• [WHAT TO PRODUCE]: Keeping every line intact, repeat the data word for word.

[Stored data]
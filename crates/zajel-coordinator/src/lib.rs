//! # zajel-coordinator
//!
//! The untrusted-for-content rendezvous broker (`spec.md` §4.7): a
//! stateless-per-shard HTTP + WebSocket service that forwards signaling
//! between paired clients and maintains four transient, single-writer
//! registries (pairing, relay, rendezvous, chunk distribution).
//!
//! This codebase's daemon (`zajel-client`) has no server-side counterpart
//! of this shape — it is a DHT-routed peer, not a broker. This crate is
//! new, grounded in this retrieval pack's other axum + WebSocket +
//! `DashMap` signaling-relay code for its idiom (tagged-enum JSON framing
//! over one upgraded socket, a per-connection `mpsc` forwarding task,
//! shared `DashMap` registries, periodic `tokio::spawn` GC loops), while
//! every registry shape, TTL, and eviction policy follows `spec.md`
//! §3/§4.7 exactly. The wire message shapes are shared with clients via
//! [`zajel_signaling::messages`] rather than redefined here.
//!
//! ## Modules
//!
//! - [`config`] — listen address, operator Ed25519 signing key
//! - [`registries`] — the four single-writer-per-key registries + GC
//! - [`state`] — shared `AppState` the axum handlers operate on
//! - [`ws`] — the `WS /` handler: pairing, rendezvous, relay, chunk flows
//! - [`http`] — `GET /health`, `GET /servers`, `POST/DELETE /servers*`

pub mod config;
pub mod http;
pub mod registries;
pub mod state;
pub mod ws;

/// Coordinator-side errors. Kept deliberately small: most per-message
/// failures are reported back over the socket as a `ServerMessage::Error`
/// rather than surfaced as a Rust error (`spec.md` §7: "Coordinator shard
/// errors never cross shard boundaries").
#[derive(Debug, thiserror::Error)]
pub enum CoordinatorError {
    /// A pairing code is already registered under a different public key
    /// (`spec.md` §4.7: "enforce uniqueness").
    #[error("pairing code already registered under a different key")]
    DuplicateCode,

    /// A referenced code/peer/chunk is not present in any registry.
    #[error("not found: {0}")]
    NotFound(String),

    /// A chunk push exceeded the 64 KiB single-chunk ceiling.
    #[error("chunk payload of {size} bytes exceeds the {max} byte ceiling")]
    ChunkTooLarge { size: usize, max: usize },

    /// Malformed or semantically impossible wire message (`spec.md` §9
    /// "reject with `ProtocolViolation`").
    #[error("protocol violation: {0}")]
    ProtocolViolation(String),
}

pub type Result<T> = std::result::Result<T, CoordinatorError>;

/// Current unix time in seconds.
pub fn now_secs() -> u64 {
    std::time::SystemTime::now().duration_since(std::time::UNIX_EPOCH).unwrap_or_default().as_secs()
}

• [EXERCISE OUTPUT]:
filename crates/zajel-coordinator/src/lib.rs
//! # zajel-coordinator
//!
//! The untrusted-for-content rendezvous broker (`spec.md` §4.7): a
//! stateless-per-shard HTTP + WebSocket service that forwards signaling
//! between paired clients and maintains four transient, single-writer
//! registries (pairing, relay, rendezvous, chunk distribution).
//!
//! This codebase's daemon (`zajel-client`) has no server-side counterpart
//! of this shape — it is a DHT-routed peer, not a broker. This crate is
//! new, grounded in this retrieval pack's other axum + WebSocket +
//! `DashMap` signaling-relay code for its idiom (tagged-enum JSON framing
//! over one upgraded socket, a per-connection `mpsc` forwarding task,
//! shared `DashMap` registries, periodic `tokio::spawn` GC loops), while
//! every registry shape, TTL, and eviction policy follows `spec.md`
//! §3/§4.7 exactly. The wire message shapes are shared with clients via
//! [`zajel_signaling::messages`] rather than redefined here.
//!
//! ## Modules
//!
//! - [`config`] — listen address, operator Ed25519 signing key
//! - [`registries`] — the four single-writer-per-key registries + GC
//! - [`state`] — shared `AppState` the axum handlers operate on
//! - [`ws`] — the `WS /` handler: pairing, rendezvous, relay, chunk flows
//! - [`http`] — `GET /health`, `GET /servers`, `POST/DELETE /servers*`

pub mod config;
pub mod http;
pub mod registries;
pub mod state;
pub mod ws;

/// Coordinator-side errors. Kept deliberately small: most per-message
/// failures are reported back over the socket as a `ServerMessage::Error`
/// rather than surfaced as a Rust error (`spec.md` §7: "Coordinator shard
/// errors never cross shard boundaries").
#[derive(Debug, thiserror::Error)]
pub enum CoordinatorError {
    /// A pairing code is already registered under a different public key
    /// (`spec.md` §4.7: "enforce uniqueness").
    #[error("pairing code already registered under a different key")]
    DuplicateCode,

    /// A referenced code/peer/chunk is not present in any registry.
    #[error("not found: {0}")]
    NotFound(String),

    /// A chunk push exceeded the 64 KiB single-chunk ceiling.
    #[error("chunk payload of {size} bytes exceeds the {max} byte ceiling")]
    ChunkTooLarge { size: usize, max: usize },

    /// Malformed or semantically impossible wire message (`spec.md` §9
    /// "reject with `ProtocolViolation`").
    #[error("protocol violation: {0}")]
    ProtocolViolation(String),
}

pub type Result<T> = std::result::Result<T, CoordinatorError>;

/// Current unix time in seconds.
pub fn now_secs() -> u64 {
    std::time::SystemTime::now().duration_since(std::time::UNIX_EPOCH).unwrap_or_default().as_secs()
}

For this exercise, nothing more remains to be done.